_ACTIVITY_: Copy each line of the records below that has "every" in it.

_Collected data entries_:

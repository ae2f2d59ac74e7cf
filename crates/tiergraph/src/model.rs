//! Input and output records.
//!
//! Field names serialize in camelCase. Subcategory and relationship fields also accept the
//! legacy keys (`c2Name`, `nodeIds`, `fromC2`, `toC2`) when reading.

use serde::{Deserialize, Deserializer, Serialize};

#[derive(Debug, Clone, PartialEq, Serialize, Deserialize)]
pub struct LeafNode {
    pub id: String,
    #[serde(default)]
    pub label: String,
}

/// A tier-1 category.
#[derive(Debug, Clone, PartialEq, Serialize, Deserialize)]
pub struct CategoryNode {
    pub id: String,
    #[serde(default)]
    pub label: String,
}

/// A tier-2 subcategory. `name` is the key relationships refer to.
#[derive(Debug, Clone, PartialEq, Serialize, Deserialize)]
#[serde(rename_all = "camelCase")]
pub struct SubcategoryNode {
    pub id: String,
    #[serde(default)]
    pub label: String,
    #[serde(default)]
    pub c1_category_id: String,
    #[serde(default, alias = "c2Name")]
    pub name: String,
    /// Missing, `null` and non-array values all read as "no members"; non-string entries are
    /// skipped.
    #[serde(default, alias = "nodeIds", deserialize_with = "lenient_ids")]
    pub member_leaf_ids: Vec<String>,
}

fn lenient_ids<'de, D>(deserializer: D) -> Result<Vec<String>, D::Error>
where
    D: Deserializer<'de>,
{
    let value = Option::<serde_json::Value>::deserialize(deserializer)?;
    let Some(serde_json::Value::Array(items)) = value else {
        return Ok(Vec::new());
    };
    Ok(items
        .into_iter()
        .filter_map(|item| match item {
            serde_json::Value::String(s) => Some(s),
            _ => None,
        })
        .collect())
}

/// A relationship between two subcategories, addressed by subcategory name.
#[derive(Debug, Clone, PartialEq, Serialize, Deserialize)]
#[serde(rename_all = "camelCase")]
pub struct RelationshipEdge {
    pub id: String,
    #[serde(alias = "fromC2")]
    pub from_name: String,
    #[serde(alias = "toC2")]
    pub to_name: String,
    #[serde(default)]
    pub label: String,
}

#[derive(Debug, Clone, PartialEq, Serialize, Deserialize)]
pub struct GraphEdge {
    pub id: String,
    pub source: String,
    pub target: String,
    #[serde(default)]
    pub label: String,
}

impl GraphEdge {
    pub fn new(
        id: impl Into<String>,
        source: impl Into<String>,
        target: impl Into<String>,
        label: impl Into<String>,
    ) -> Self {
        Self {
            id: id.into(),
            source: source.into(),
            target: target.into(),
            label: label.into(),
        }
    }
}

#[derive(Debug, Clone, Copy, PartialEq, Eq, Hash, Serialize, Deserialize)]
#[serde(rename_all = "camelCase")]
pub enum NodeKind {
    Category,
    Subcategory,
    Leaf,
}

impl NodeKind {
    /// The band a node of this kind is placed in at the earliest.
    pub fn tier(self) -> i32 {
        match self {
            NodeKind::Category => 0,
            NodeKind::Subcategory => 1,
            NodeKind::Leaf => 2,
        }
    }
}

#[derive(Debug, Clone, PartialEq, Serialize, Deserialize)]
#[serde(tag = "kind", rename_all = "camelCase")]
pub enum GraphNode {
    Category(CategoryNode),
    Subcategory(SubcategoryNode),
    Leaf(LeafNode),
}

impl GraphNode {
    pub fn id(&self) -> &str {
        match self {
            GraphNode::Category(n) => &n.id,
            GraphNode::Subcategory(n) => &n.id,
            GraphNode::Leaf(n) => &n.id,
        }
    }

    pub fn label(&self) -> &str {
        match self {
            GraphNode::Category(n) => &n.label,
            GraphNode::Subcategory(n) => &n.label,
            GraphNode::Leaf(n) => &n.label,
        }
    }

    pub fn kind(&self) -> NodeKind {
        match self {
            GraphNode::Category(_) => NodeKind::Category,
            GraphNode::Subcategory(_) => NodeKind::Subcategory,
            GraphNode::Leaf(_) => NodeKind::Leaf,
        }
    }
}

/// Nodes and edges merged from every input collection.
#[derive(Debug, Clone, Default, PartialEq, Serialize, Deserialize)]
pub struct AssembledGraph {
    pub nodes: Vec<GraphNode>,
    pub edges: Vec<GraphEdge>,
}

/// Top-left anchor and size of a laid-out node.
#[derive(Debug, Clone, Copy, PartialEq, Serialize, Deserialize)]
pub struct NodeBox {
    pub x: f64,
    pub y: f64,
    pub width: f64,
    pub height: f64,
}

impl NodeBox {
    pub fn right(&self) -> f64 {
        self.x + self.width
    }

    pub fn bottom(&self) -> f64 {
        self.y + self.height
    }

    pub fn overlaps(&self, other: &NodeBox) -> bool {
        self.x < other.right()
            && other.x < self.right()
            && self.y < other.bottom()
            && other.y < self.bottom()
    }
}

#[derive(Debug, Clone, Copy, PartialEq, Serialize, Deserialize)]
pub struct Position {
    pub x: f64,
    pub y: f64,
}

#[derive(Debug, Clone, Copy, PartialEq, Serialize, Deserialize)]
pub struct Size {
    pub width: f64,
    pub height: f64,
}

#[derive(Debug, Clone, PartialEq, Serialize, Deserialize)]
pub struct PositionedNode {
    #[serde(flatten)]
    pub node: GraphNode,
    pub position: Position,
    pub size: Size,
}

impl PositionedNode {
    pub fn new(node: GraphNode, bx: NodeBox) -> Self {
        Self {
            node,
            position: Position { x: bx.x, y: bx.y },
            size: Size {
                width: bx.width,
                height: bx.height,
            },
        }
    }

    pub fn node_box(&self) -> NodeBox {
        NodeBox {
            x: self.position.x,
            y: self.position.y,
            width: self.size.width,
            height: self.size.height,
        }
    }
}

#[derive(Debug, Clone, Copy, PartialEq, Eq, Hash, Serialize, Deserialize)]
#[serde(rename_all = "kebab-case")]
pub enum EdgeCategory {
    Containment,
    SameTier,
    CrossTier,
    Plain,
}

#[derive(Debug, Clone, Copy, PartialEq, Eq, Hash, Serialize, Deserialize)]
#[serde(rename_all = "lowercase")]
pub enum Direction {
    Forward,
    Backward,
}

#[derive(Debug, Clone, PartialEq, Serialize, Deserialize)]
#[serde(rename_all = "camelCase")]
pub struct ClassifiedEdge {
    pub id: String,
    pub source: String,
    pub target: String,
    pub label: String,
    pub category: EdgeCategory,
    pub bidirectional: bool,
    #[serde(default, skip_serializing_if = "Option::is_none")]
    pub bidirectional_pair_id: Option<String>,
    #[serde(default, skip_serializing_if = "Option::is_none")]
    pub direction: Option<Direction>,
}

#[derive(Debug, Clone, Copy, PartialEq, Serialize, Deserialize)]
#[serde(rename_all = "camelCase")]
pub struct Bounds {
    pub min_x: f64,
    pub min_y: f64,
    pub max_x: f64,
    pub max_y: f64,
}

impl Bounds {
    /// The smallest box covering every given box; `None` when there is none.
    pub fn from_boxes<'a>(boxes: impl IntoIterator<Item = &'a NodeBox>) -> Option<Self> {
        let mut it = boxes.into_iter();
        let first = it.next()?;
        let mut b = Self {
            min_x: first.x,
            min_y: first.y,
            max_x: first.right(),
            max_y: first.bottom(),
        };
        for bx in it {
            b.min_x = b.min_x.min(bx.x);
            b.min_y = b.min_y.min(bx.y);
            b.max_x = b.max_x.max(bx.right());
            b.max_y = b.max_y.max(bx.bottom());
        }
        Some(b)
    }

    pub fn width(&self) -> f64 {
        self.max_x - self.min_x
    }

    pub fn height(&self) -> f64 {
        self.max_y - self.min_y
    }
}

#[derive(Debug, Clone, PartialEq, Serialize, Deserialize)]
pub struct LayoutedDiagram {
    pub nodes: Vec<PositionedNode>,
    pub edges: Vec<ClassifiedEdge>,
    pub bounds: Option<Bounds>,
}

impl LayoutedDiagram {
    pub fn to_json_string(&self) -> crate::Result<String> {
        Ok(serde_json::to_string(self)?)
    }

    pub fn to_json_string_pretty(&self) -> crate::Result<String> {
        Ok(serde_json::to_string_pretty(self)?)
    }

    pub fn node(&self, id: &str) -> Option<&PositionedNode> {
        self.nodes.iter().find(|n| n.node.id() == id)
    }

    pub fn edge(&self, id: &str) -> Option<&ClassifiedEdge> {
        self.edges.iter().find(|e| e.id == id)
    }
}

_RESPONSE TO THE TASK_:
/// Nodes and edges merged from every input collection.
    /// The smallest box covering every given box; `None` when there is none.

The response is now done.